Smart cities have attracted significant attention in the context of urban development policies for a sustainable cities future. Infrastructure and use of new technologies are vital to make a city truly “smart”. Mobility is recognised as a crucial element to support the functioning of the urban area for improved quality of services and life. Current transportation networks become overloaded resulting to both increased levels of congestion and of pollution. This is a funded joint PhD project between Cranfield University, UK (CU) and Université de Technologie de Compiègne, France (UTC) which will investigate the link between Multi-Vehicle Systems (MVS) and interactive smart mobility infrastructure layer. Smart mobility infrastructure facilities in UTC and CU support a realistic problem investigation.
In the last decade the concept of smart cities has attracted significant attention in the context of urban development policies for a sustainable cities future. Infrastructure and use of new technologies are vital elements to make a city truly “smart”. Mobility is recognised as a crucial element to support the functioning of the urban area for improved quality of services and life. Current transportation networks become overloaded resulting to both increased levels of congestion and of pollution.
We are at an era strongly encouraging the utilisation of smart mobility with efficient vehicle operation, cooperative systems, innovation and optimization of city resource allocation with intelligent transportation systems to addressing the following objectives:
This research will lead to a proposed solution for control architecture combining a global component (vehicle-vehicle interaction and interaction with supervisory infrastructure) to enable improved mobility in cities. The work will investigate the link between Multi-Vehicle Systems (MVS) and interactive smart mobility infrastructure layer. The work falls within the remit of efficient and smart mobility within future smart cities. Current smart mobility infrastructure facilities in UTC and CU support a realistic problem investigation (i.e. provision of data for the synthetic framework).
This PhD project is collaborative research between Heudiasyc (UMR UTC/CNRS, France) and Cranfield University (United Kingdom). The successful candidate will spend time both in France (between the SyRI team of Heydiasyc Laboratory), and in the UK (in the Autonomous and Cyber-Physical Systems Centre), 18 months each. The research team comprises complementary research excellence in control of complex systems (single and multi-robot/vehicle), Artificial Intelligence, Multi-Agent Systems, from UTC; and Systems Autonomy, Autonomous vehicle mobility, Intelligent systems, Real-time Decision making, from CU.
This thesis topic deals with the energy optimization of road traffic in cities using an optimal coordination of Multi-Vehicle Systems (MVS) within the existing infrastructure in the city. More specifically, this thesis aims at the coordination of MVS in city bottlenecks, essentially the intersections and roundabouts (e.g. considered as dynamic traversability obstacles for the vehicles). In these strategic nodes for traffic management of cities, vehicles are often required to brake / accelerate, or even come to a complete stop and then restart. All of these situations are extremely energy consuming for vehicles and correspond to one of the major causes of traffic jams (which is turn a major cause of energy consumption for these transport systems within city mobility). It is worth mentioning that these sudden changes in speed are also a major source of passenger discomfort.
The PhD candidate will investigate an overall control architecture combining a global level layer to reduce congestion in cities (which will be modeled in the form of a stochastic system), and a lower-level layer (corresponding to vehicle-vehicle (VV) or vehicles-infrastructure (VI) interactions directly in the strategic nodes of cities). The interactions between a macro-model (which will be modeled by a macro-model seeing the city as distinct arteries to be traversed) and a micro-model consisting of the interactions between VV and VI to cross intersections or roundabouts will be studied in a systematic way, in order to lead to more sustainable and safer traffic management/control.
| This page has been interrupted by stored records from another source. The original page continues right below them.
#[cfg(test)]
mod tests {
    use super::*;
    use crate::application::testing::{FixedGeocoder, RecordingUi, ScriptedSource, UiCall, sample, settle};
    use crate::infrastructure::memory_store::MemoryStore;

    struct Harness {
        source: Arc<ScriptedSource>,
        ui: Arc<RecordingUi>,
        history: Arc<HistoryStore>,
        controller: Arc<TrackingController>,
    }

    fn harness(source: ScriptedSource, interval: Duration, discard_stale_samples: bool) -> Harness {
        let source = Arc::new(source);
        let ui = Arc::new(RecordingUi::default());
        let history = Arc::new(HistoryStore::load(Arc::new(MemoryStore::new())));
        let controller = TrackingController::new(
            source.clone(),
            Arc::new(FixedGeocoder(Ok("1 Main St, Springfield, Ohio, USA"))),
            history.clone(),
            ui.clone(),
            TrackerOptions {
                interval,
                discard_stale_samples,
                ..TrackerOptions::default()
            },
        )
        .unwrap();

        Harness {
            source,
            ui,
            history,
            controller,
        }
    }

    fn ok_source() -> ScriptedSource {
        ScriptedSource::always(Ok(sample(1.0, 2.0)))
    }

    #[tokio::test(start_paused = true)]
    async fn test_first_tick_makes_second_fetch() {
        let h = harness(ok_source(), Duration::from_millis(60_000), false);

        h.controller.start();
        settle().await;
        assert_eq!(h.source.calls(), 1);

        tokio::time::advance(Duration::from_millis(59_999)).await;
        settle().await;
        assert_eq!(h.source.calls(), 1);

        tokio::time::advance(Duration::from_millis(1)).await;
        settle().await;
        assert_eq!(h.source.calls(), 2);
        assert!(h.controller.is_active());
    }

    #[tokio::test(start_paused = true)]
    async fn test_start_is_idempotent() {
        let h = harness(ok_source(), Duration::from_secs(60), false);

        h.controller.start();
        h.controller.start();
        settle().await;

        assert_eq!(h.source.calls(), 1);
        let status_changes = h
            .ui
            .calls()
            .into_iter()
            .filter(|c| matches!(c, UiCall::Tracking(_)))
            .count();
        assert_eq!(status_changes, 1);
    }

    #[tokio::test(start_paused = true)]
    async fn test_stop_cancels_future_ticks() {
        let h = harness(ok_source(), Duration::from_secs(60), false);

        h.controller.start();
        h.controller.stop();
        settle().await;
        assert!(!h.controller.is_active());

        tokio::time::advance(Duration::from_secs(300)).await;
        settle().await;
        assert_eq!(h.source.calls(), 1);

        // stop keeps what was already collected
        assert!(h.controller.current().is_some());
        assert_eq!(h.history.len(), 1);
        assert!(h.ui.calls().contains(&UiCall::Tracking(false)));
    }

    #[tokio::test(start_paused = true)]
    async fn test_set_interval_rearms_active_timer() {
        let h = harness(ok_source(), Duration::from_secs(60), false);

        h.controller.start();
        settle().await;
        h.controller.set_interval(Duration::from_secs(10)).unwrap();

        tokio::time::advance(Duration::from_secs(10)).await;
        settle().await;
        assert_eq!(h.source.calls(), 2);

        tokio::time::advance(Duration::from_secs(10)).await;
        settle().await;
        assert_eq!(h.source.calls(), 3);
        assert_eq!(h.controller.interval(), Duration::from_secs(10));
    }

    #[tokio::test(start_paused = true)]
    async fn test_set_interval_while_idle_does_not_start() {
        let h = harness(ok_source(), Duration::from_secs(60), false);

        h.controller.set_interval(Duration::from_secs(5)).unwrap();
        tokio::time::advance(Duration::from_secs(30)).await;
        settle().await;

        assert!(!h.controller.is_active());
        assert_eq!(h.source.calls(), 0);
        assert_eq!(
            h.controller.set_interval(Duration::ZERO),
            Err(TrackingError::ZeroInterval)
        );
    }

    #[tokio::test(start_paused = true)]
    async fn test_slow_fetch_does_not_delay_next_tick() {
        let source = ok_source().with_delay(Duration::from_secs(90));
        let h = harness(source, Duration::from_secs(60), false);

        h.controller.start();
        settle().await;
        tokio::time::advance(Duration::from_secs(60)).await;
        settle().await;

        assert_eq!(h.source.calls(), 2);
        assert!(h.controller.current().is_none());
    }

    #[tokio::test]
    async fn test_current_or_fetch_fetches_only_when_empty() {
        let h = harness(ok_source(), Duration::from_secs(60), false);

        let first = h.controller.current_or_fetch().await.unwrap();
        assert_eq!(h.source.calls(), 1);

        let second = h.controller.current_or_fetch().await.unwrap();
        assert_eq!(h.source.calls(), 1);
        assert_eq!(first, second);
        assert_eq!(h.history.len(), 1);
    }

    #[tokio::test]
    async fn test_permission_denied_reports_and_keeps_state() {
        let source = ScriptedSource::always(Err(LocationError::PermissionDenied));
        let h = harness(source, Duration::from_secs(60), false);

        let err = h.controller.refresh().await.unwrap_err();

        assert_eq!(err, LocationError::PermissionDenied);
        assert_eq!(
            h.ui.errors(),
            vec!["Location permission denied. Please enable location services."]
        );
        assert!(h.controller.current().is_none());
        assert_eq!(h.history.len(), 0);
    }

    #[tokio::test]
    async fn test_failure_after_success_keeps_current() {
        let source = ScriptedSource::always(Err(LocationError::Timeout)).then(Ok(sample(3.0, 4.0)));
        let h = harness(source, Duration::from_secs(60), false);

        h.controller.refresh().await.unwrap();
        assert!(h.controller.refresh().await.is_err());

        assert_eq!(h.controller.current(), Some(sample(3.0, 4.0)));
        assert_eq!(h.ui.errors(), vec!["Location request timed out."]);
    }

    #[tokio::test]
    async fn test_sample_is_geocoded_in_background() {
        let h = harness(ok_source(), Duration::from_secs(60), false);

        h.controller.refresh().await.unwrap();
        settle().await;

        let address = h.controller.latest_address().unwrap();
        assert_eq!(address.address, "1 Main St, Springfield, Ohio");
        assert!(h.ui.calls().contains(&UiCall::Address(address.address.clone())));
    }

    #[tokio::test(start_paused = true)]
    async fn test_late_sample_after_stop_is_kept_by_default() {
        let source = ok_source().with_delay(Duration::from_secs(5));
        let h = harness(source, Duration::from_secs(60), false);

        h.controller.start();
        settle().await;
        h.controller.stop();
        tokio::time::advance(Duration::from_secs(5)).await;
        settle().await;

        assert!(h.controller.current().is_some());
        assert_eq!(h.history.len(), 1);
    }

    #[tokio::test(start_paused = true)]
    async fn test_late_sample_after_stop_is_dropped_when_discarding_stale() {
        let source = ok_source().with_delay(Duration::from_secs(5));
        let h = harness(source, Duration::from_secs(60), true);

        h.controller.start();
        settle().await;
        h.controller.stop();
        tokio::time::advance(Duration::from_secs(5)).await;
        settle().await;

        assert!(h.controller.current().is_none());
        assert_eq!(h.history.len(), 0);
    }

    #[test]
    fn test_zero_interval_is_rejected() {
        let result = TrackingController::new(
            Arc::new(ok_source()),
            Arc::new(FixedGeocoder(Err(()))),
            Arc::new(HistoryStore::load(Arc::new(MemoryStore::new()))),
            Arc::new(RecordingUi::default()),
            TrackerOptions {
                interval: Duration::ZERO,
                ..TrackerOptions::default()
            },
        );
        assert!(matches!(result, Err(TrackingError::ZeroInterval)));
    }
}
This research will propose an efficient control architecture (decision-making under uncertainty / cooperative planning / low-level control) which can address high-level objectives emanating, in particular, from a global supervisory layer. The architecture targeted in this thesis will thus make it possible to optimize the overall energy consumed by vehicle formations at city level traversing their journey plan. At the low-level level, the vehicles interact locally in a distributed manner, or in an appropriate fleet, to respect both the supervisory layer macro-instructions (high-level) and ensure the comfort and safety of the maneuvers performed. Thus, according to these macro-instructions, the low-level aims primarily to plan a safe trajectory in a collaborative manner with neighboring vehicles, and which in addition consider the uncertainties of the environment (perception, delay of communication V2V, V2I, etc.). Fault tolerance will be considered in the VI layer, with sensor configuration from an interactive infrastructure point of view investigated, to support resilience in the framework.
Available ordnance survey maps and also data from Cranfield University’s, previous, MUEAVI (Multi User Environment for Autonomous Vehicle Innovation)-based projects, in particular on perception of vehicle movement seen from the available MUEAVI sensors (e.g. cameras, lidars), as well as data from previous VV (inter-vehicle) experiments at UTC will support data analysis and the baseline for the macro- model consideration.